D. The big, centralised logistical operations of the supermarkets are likewise driving the homogenisation of business, shopping, eating, farming, food, the landscape, the environment, and our daily lives. In the process, Britain is being sucked into a vortex of US-style, chain-store-led. clone retailing, both in towns and in soulless "big box" out-of-town shopping parks - what they call in the US, with its associated suburban sprawl, the "dead zone". They are spreading in the way "invasive species" spread in nature, lacking checks and balances, killing off diversity and "native" (in other words, local) species. Tesco is not the only guilty party (think of McDonald's. Starbucks, and Gap), but it is possibly the largest driving force. With around 2.000 stores in Britain, almost one third of the grocery market, and rapid international growth, city analysts believe the brand has the land and resources in place already to double its UK floor space. Can anything stop it?

E. Bear in mind those characteristics of an invasive species: the absence of predators (real commercial competition or effective regulators to hold them back); hardiness (the legions of corporate lawyers, financial leverage, and endless commercial cost cutting); and a generalist diet (supermarkets will sell virtually anything, and chain stores operate according to a low common denominator). If you want diversity in your world rather than one kind of plant in your garden, one kind of fish in your lake and only one type of venomous, croaking toad under your shed, then you have to manage for that outcome. When we garden, we hold back aggressive, opportunistic plants in order to keep space open for a celebration of variety and colour.
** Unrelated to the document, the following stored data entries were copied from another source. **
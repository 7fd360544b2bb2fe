// The metaball compositor: state in, list of draw commands out, then run the list.
// Visual expectation per frame:
//   white background → gooey yellow silhouette (anchor + droplet fused by blur/threshold)
//   → droplet disc tinted by drag distance → weather icon riding on the droplet.

use crate::color::{display_color, Rgba};
use crate::config::DropletConfig;
use crate::draw::draw_icon;
use crate::error::Error;
use crate::raster::{alpha_threshold, clip_span, fill_circle, gaussian_blur};
use crate::types::{Circle, FrameBuffer, Mask, Offset};

#[derive(Clone, Copy, Debug, PartialEq)]
pub enum DrawCommand {
    /// Wipe the offscreen coverage buffer.
    ClearCoverage,
    /// Rasterize a circle into the coverage buffer.
    FillCircle(Circle),
    Blur { radius: f32 },
    AlphaThreshold { cutoff: f32 },
    /// Paint every pixel of the output with this color.
    Background(Rgba),
    /// Paint this color wherever the silhouette is opaque.
    FillSilhouette(Rgba),
    /// Paint a disc, clipped to the silhouette.
    FillCircleMasked { circle: Circle, color: Rgba },
    /// Weather glyph centered at (x,y); drawn unmasked.
    Icon { x: f32, y: f32, color: Rgba, scale: i32 },
}

/// Icon centers beyond this are off any real window; keeps the i32 cast in range.
const ICON_COORD_LIMIT: f32 = 1.0e6;

/// The fixed anchor circle for a `width`×`height` frame.
pub fn anchor_circle(cfg: &DropletConfig, width: usize, height: usize) -> Circle {
    Circle::new(width as f32 * 0.5, height as f32 * 0.5, cfg.radius())
}

/// Pure state → command list. Nothing is drawn here.
/// Blur runs before threshold; that ordering is what grows the neck between the circles.
pub fn plan_frame(offset: Offset, cfg: &DropletConfig, width: usize, height: usize) -> Vec<DrawCommand> {
    let anchor = anchor_circle(cfg, width, height);
    let dragged = anchor.translated(offset);
    let rest = cfg.rest_color.resolve();

    vec![
        DrawCommand::ClearCoverage,
        DrawCommand::FillCircle(anchor),
        DrawCommand::FillCircle(dragged),
        DrawCommand::Blur { radius: cfg.blur_radius },
        DrawCommand::AlphaThreshold { cutoff: cfg.threshold },
        DrawCommand::Background(cfg.background.resolve()),
        DrawCommand::FillSilhouette(rest),
        DrawCommand::FillCircleMasked { circle: dragged, color: display_color(offset, cfg) },
        DrawCommand::Icon {
            x: dragged.center_x,
            y: dragged.center_y,
            color: cfg.icon_color.resolve(),
            scale: cfg.icon_scale,
        },
    ]
}

/// Runs command lists. Owns the offscreen buffers so nothing is allocated per frame.
pub struct Compositor {
    coverage: Mask,  // current offscreen layer (silhouette after threshold)
    blur_tmp: Mask,  // invisible scratch for the separable passes
    blur_out: Mask,  // blur result, swapped into `coverage`
}

impl Compositor {
    pub fn new(width: usize, height: usize) -> Self {
        Self {
            coverage: Mask::new(width, height),
            blur_tmp: Mask::new(width, height),
            blur_out: Mask::new(width, height),
        }
    }

    /// The last offscreen layer; after a full frame this is the binary silhouette.
    pub fn silhouette(&self) -> &Mask {
        &self.coverage
    }

    pub fn execute(&mut self, commands: &[DrawCommand], fb: &mut FrameBuffer) -> Result<(), Error> {
        Error::check_size(
            "compositor output",
            (self.coverage.width, self.coverage.height),
            (fb.width, fb.height),
        )?;

        for cmd in commands {
            match *cmd {
                DrawCommand::ClearCoverage => self.coverage.clear(),
                DrawCommand::FillCircle(circle) => fill_circle(&mut self.coverage, circle),
                DrawCommand::Blur { radius } => {
                    gaussian_blur(&self.coverage, &mut self.blur_tmp, &mut self.blur_out, radius)?;
                    std::mem::swap(&mut self.coverage, &mut self.blur_out);
                }
                DrawCommand::AlphaThreshold { cutoff } => alpha_threshold(&mut self.coverage, cutoff),
                DrawCommand::Background(color) => {
                    for p in &mut fb.pixels {
                        *p = color.over(*p);
                    }
                }
                DrawCommand::FillSilhouette(color) => {
                    for (p, &a) in fb.pixels.iter_mut().zip(&self.coverage.alpha) {
                        if a >= 0.5 {
                            *p = color.over(*p);
                        }
                    }
                }
                DrawCommand::FillCircleMasked { circle, color } => {
                    self.fill_circle_masked(fb, circle, color);
                }
                DrawCommand::Icon { x, y, color, scale } => {
                    let to_px = |v: f32| v.clamp(-ICON_COORD_LIMIT, ICON_COORD_LIMIT).round() as i32;
                    draw_icon(fb, to_px(x), to_px(y), scale, color.to_pixel());
                }
            }
        }
        tracing::trace!(commands = commands.len(), "frame composed");
        Ok(())
    }

    /// Visual: the tinted droplet disc, but never outside the gooey outline.
    fn fill_circle_masked(&self, fb: &mut FrameBuffer, circle: Circle, color: Rgba) {
        let r = circle.radius;
        let Some((x0, x1)) = clip_span(circle.center_x - r, circle.center_x + r, fb.width) else {
            return;
        };
        let Some((y0, y1)) = clip_span(circle.center_y - r, circle.center_y + r, fb.height) else {
            return;
        };
        let r2 = r * r;

        for y in y0..=y1 {
            for x in x0..=x1 {
                let dx = x as f32 + 0.5 - circle.center_x;
                let dy = y as f32 + 0.5 - circle.center_y;
                if dx * dx + dy * dy > r2 || self.coverage.get(x, y) < 0.5 {
                    continue;
                }
                let idx = y as usize * fb.width + x as usize;
                fb.pixels[idx] = color.over(fb.pixels[idx]);
            }
        }
    }
}

#[cfg(test)]
mod tests {
    use super::*;
    use crate::color::{interpolate, RED, YELLOW};
    use crate::raster::count_regions;
    use proptest::prelude::*;

    const W: usize = 640;
    const H: usize = 480;

    fn render(offset: Offset, w: usize, h: usize) -> (Compositor, FrameBuffer) {
        let cfg = DropletConfig::default();
        let mut comp = Compositor::new(w, h);
        let mut fb = FrameBuffer::new(w, h);
        comp.execute(&plan_frame(offset, &cfg, w, h), &mut fb).unwrap();
        (comp, fb)
    }

    fn pixel(fb: &FrameBuffer, x: usize, y: usize) -> u32 {
        fb.pixels[y * fb.width + x]
    }

    #[test]
    fn blur_is_planned_before_threshold() {
        let cmds = plan_frame(Offset::new(30.0, 0.0), &DropletConfig::default(), W, H);
        let pos = |pred: fn(&DrawCommand) -> bool| cmds.iter().position(pred).unwrap();
        let blur = pos(|c| matches!(c, DrawCommand::Blur { .. }));
        let threshold = pos(|c| matches!(c, DrawCommand::AlphaThreshold { .. }));
        let last_circle = cmds.iter().rposition(|c| matches!(c, DrawCommand::FillCircle(_))).unwrap();
        assert!(last_circle < blur && blur < threshold);
        assert!(matches!(cmds.last(), Some(DrawCommand::Icon { .. })));
    }

    #[test]
    fn dragged_circle_follows_offset() {
        let cmds = plan_frame(Offset::new(30.0, -12.0), &DropletConfig::default(), W, H);
        assert_eq!(cmds[1], DrawCommand::FillCircle(Circle::new(320.0, 240.0, 50.0)));
        assert_eq!(cmds[2], DrawCommand::FillCircle(Circle::new(350.0, 228.0, 50.0)));
    }

    #[test]
    fn rest_frame_is_one_yellow_disk() {
        let (comp, fb) = render(Offset::ZERO, W, H);
        assert_eq!(count_regions(comp.silhouette()), 1);
        assert!(comp.silhouette().alpha.iter().all(|&a| a == 0.0 || a == 1.0));
        // beside the icon, inside the disc
        assert_eq!(pixel(&fb, 320 + 30, 240), YELLOW.resolve().to_pixel());
        assert_eq!(pixel(&fb, 0, 0), 0x00FF_FFFF);
        // icon sits on the center
        assert_eq!(pixel(&fb, 320 - 16, 240 - 16 + 18), 0x00FF_FFFF);
    }

    #[test]
    fn near_touching_circles_fuse_through_blur() {
        // geometric gap of 4 units; only the blur bridges it
        for offset in [Offset::new(60.0, 0.0), Offset::new(100.0, 0.0), Offset::new(0.0, -104.0)] {
            let (comp, fb) = render(offset, W, H);
            assert_eq!(count_regions(comp.silhouette()), 1, "offset {offset:?}");
            let mid_x = (320.0 + offset.width * 0.5) as usize;
            let mid_y = (240.0 + offset.height * 0.5) as usize;
            assert_eq!(comp.silhouette().get(mid_x as i32, mid_y as i32), 1.0);
            assert_ne!(pixel(&fb, mid_x, mid_y), 0x00FF_FFFF);
        }
    }

    #[test]
    fn three_quarter_drag_splits_and_tints() {
        let (comp, fb) = render(Offset::new(150.0, 0.0), W, H);
        assert_eq!(count_regions(comp.silhouette()), 2);
        // gap between the circles shows the background
        assert_eq!(pixel(&fb, 320 + 75, 240), 0x00FF_FFFF);
        // anchor keeps the rest color; droplet is 3/4 toward red
        assert_eq!(pixel(&fb, 320 - 30, 240), YELLOW.resolve().to_pixel());
        assert_eq!(pixel(&fb, 470 + 30, 240), interpolate(YELLOW, RED, 0.75).to_pixel());
    }

    #[test]
    fn far_drag_is_two_separate_red_and_yellow_disks() {
        let (comp, fb) = render(Offset::new(500.0, 500.0), 1400, 1400);
        assert_eq!(count_regions(comp.silhouette()), 2);
        assert_eq!(pixel(&fb, 700 - 30, 700), YELLOW.resolve().to_pixel());
        assert_eq!(pixel(&fb, 1200 + 30, 1200), RED.resolve().to_pixel());
    }

    #[test]
    fn droplet_off_screen_still_renders_anchor() {
        let (comp, fb) = render(Offset::new(5000.0, 0.0), W, H);
        assert_eq!(count_regions(comp.silhouette()), 1);
        assert_eq!(pixel(&fb, 320 - 30, 240), YELLOW.resolve().to_pixel());
    }

    #[test]
    fn unbounded_drag_distance_renders_anchor_only() {
        for offset in [
            Offset::new(3.0e9, 0.0),
            Offset::new(-3.0e9, 0.0),
            Offset::new(0.0, 3.0e9),
            Offset::new(-3.0e9, -3.0e9),
        ] {
            let (comp, fb) = render(offset, W, H);
            assert_eq!(count_regions(comp.silhouette()), 1, "offset {offset:?}");
            assert_eq!(pixel(&fb, 320 - 30, 240), YELLOW.resolve().to_pixel());
        }
    }

    #[test]
    fn wrong_output_size_is_an_error() {
        let mut comp = Compositor::new(8, 8);
        let mut fb = FrameBuffer::new(9, 8);
        let cmds = plan_frame(Offset::ZERO, &DropletConfig::default(), 8, 8);
        assert!(matches!(comp.execute(&cmds, &mut fb), Err(Error::BufferSize { .. })));
    }

    proptest! {
        #![proptest_config(ProptestConfig::with_cases(16))]

        #[test]
        fn overlapping_circles_form_one_region(angle in 0.0f32..std::f32::consts::TAU, dist in 0.0f32..98.0) {
            let offset = Offset::new(dist * angle.cos(), dist * angle.sin());
            let (comp, _) = render(offset, 320, 320);
            prop_assert_eq!(count_regions(comp.silhouette()), 1);
        }
    }
}
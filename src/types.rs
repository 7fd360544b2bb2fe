// Core types shared by the tracker, the rasterizer and the compositor.

use std::ops::Sub;

/// Displacement of the dragged circle from its anchor, in layout units (= pixels).
/// Visual: (0,0) means the droplet sits exactly on top of the anchor.
#[derive(Clone, Copy, Debug, Default, PartialEq)]
pub struct Offset {
    pub width: f32,
    pub height: f32,
}

impl Offset {
    pub const ZERO: Offset = Offset { width: 0.0, height: 0.0 };

    pub const fn new(width: f32, height: f32) -> Self {
        Self { width, height }
    }

    /// Euclidean length of the displacement.
    #[inline]
    pub fn length(self) -> f32 {
        (self.width * self.width + self.height * self.height).sqrt()
    }
}

impl Sub for Offset {
    type Output = Offset;
    fn sub(self, rhs: Offset) -> Offset {
        Offset::new(self.width - rhs.width, self.height - rhs.height)
    }
}

/// A circle in buffer coordinates. Both the anchor and the dragged droplet are one of these.
#[derive(Clone, Copy, Debug, PartialEq)]
pub struct Circle {
    pub center_x: f32,
    pub center_y: f32,
    pub radius: f32,
}

impl Circle {
    pub const fn new(center_x: f32, center_y: f32, radius: f32) -> Self {
        Self { center_x, center_y, radius }
    }

    /// Same radius, center moved by `offset`.
    /// Visual: this is where the droplet is drawn while you drag it.
    pub fn translated(self, offset: Offset) -> Self {
        Self {
            center_x: self.center_x + offset.width,
            center_y: self.center_y + offset.height,
            radius: self.radius,
        }
    }
}

#[derive(Clone)]
pub struct FrameBuffer {
    pub width: usize,      // how wide the frame is on screen (pixels)
    pub height: usize,     // how tall the frame is on screen (pixels)
    pub pixels: Vec<u32>,  // each entry is 0x00RRGGBB for minifb
}

impl FrameBuffer {
    pub fn new(width: usize, height: usize) -> Self {
        Self { width, height, pixels: vec![0u32; width * height] }
    }
}

/// Alpha coverage in [0,1] per pixel.
/// Visual: unseen directly. Before thresholding it holds the soft blurred blob;
/// afterwards every value is exactly 0.0 or 1.0 and it is the droplet silhouette.
#[derive(Clone)]
pub struct Mask {
    pub width: usize,
    pub height: usize,
    pub alpha: Vec<f32>,   // length = width * height
}

impl Mask {
    pub fn new(width: usize, height: usize) -> Self {
        Self { width, height, alpha: vec![0.0; width * height] }
    }

    /// Coverage at (x,y); out-of-bounds reads as transparent.
    #[inline]
    pub fn get(&self, x: i32, y: i32) -> f32 {
        if x < 0 || y < 0 || x as usize >= self.width || y as usize >= self.height {
            return 0.0;
        }
        self.alpha[y as usize * self.width + x as usize]
    }

    pub fn clear(&mut self) {
        for a in &mut self.alpha { *a = 0.0; }
    }
}

#[cfg(test)]
mod tests {
    use super::*;

    #[test]
    fn offset_length_is_euclidean() {
        assert_eq!(Offset::new(3.0, 4.0).length(), 5.0);
        assert_eq!(Offset::ZERO.length(), 0.0);
    }

    #[test]
    fn offset_difference_is_componentwise() {
        let d = Offset::new(150.0, -20.0) - Offset::new(50.0, 30.0);
        assert_eq!(d, Offset::new(100.0, -50.0));
        assert_eq!((d - d).length(), 0.0);
    }

    #[test]
    fn translated_circle_keeps_radius() {
        let c = Circle::new(10.0, 20.0, 50.0).translated(Offset::new(-5.0, 7.5));
        assert_eq!(c, Circle::new(5.0, 27.5, 50.0));
    }

    #[test]
    fn mask_reads_outside_as_transparent() {
        let mut m = Mask::new(2, 2);
        m.alpha[3] = 1.0;
        assert_eq!(m.get(1, 1), 1.0);
        assert_eq!(m.get(-1, 0), 0.0);
        assert_eq!(m.get(2, 0), 0.0);
    }
}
F. Like it or not (and it is something about which most policy makers and economists are in deep denial), weakly regulated markets give free rein to economic invasive .species and hence tend towards monopoly. This is the great modern economic irony. Advocates of free markets argue against checks and balances to counter the power of big business, but in doing so ultimately destroy the possibility of markets that could meaningfully be called free, or, rather, "open". They resist anti-monopoly regulation in the name of providing consumer choice, and in the process they ultimately destroy it. In some important ways, we are returning to an earlier phase of corporatism. Henry Ford told customers they could have any colour of car, as long as it was black. The scale and seriousness of Tesco's ambition mean that, before long, unless we recognise what is happening and have regulators up to the job, one day we will be able to shop anywhere we like, as long as it is Tesco.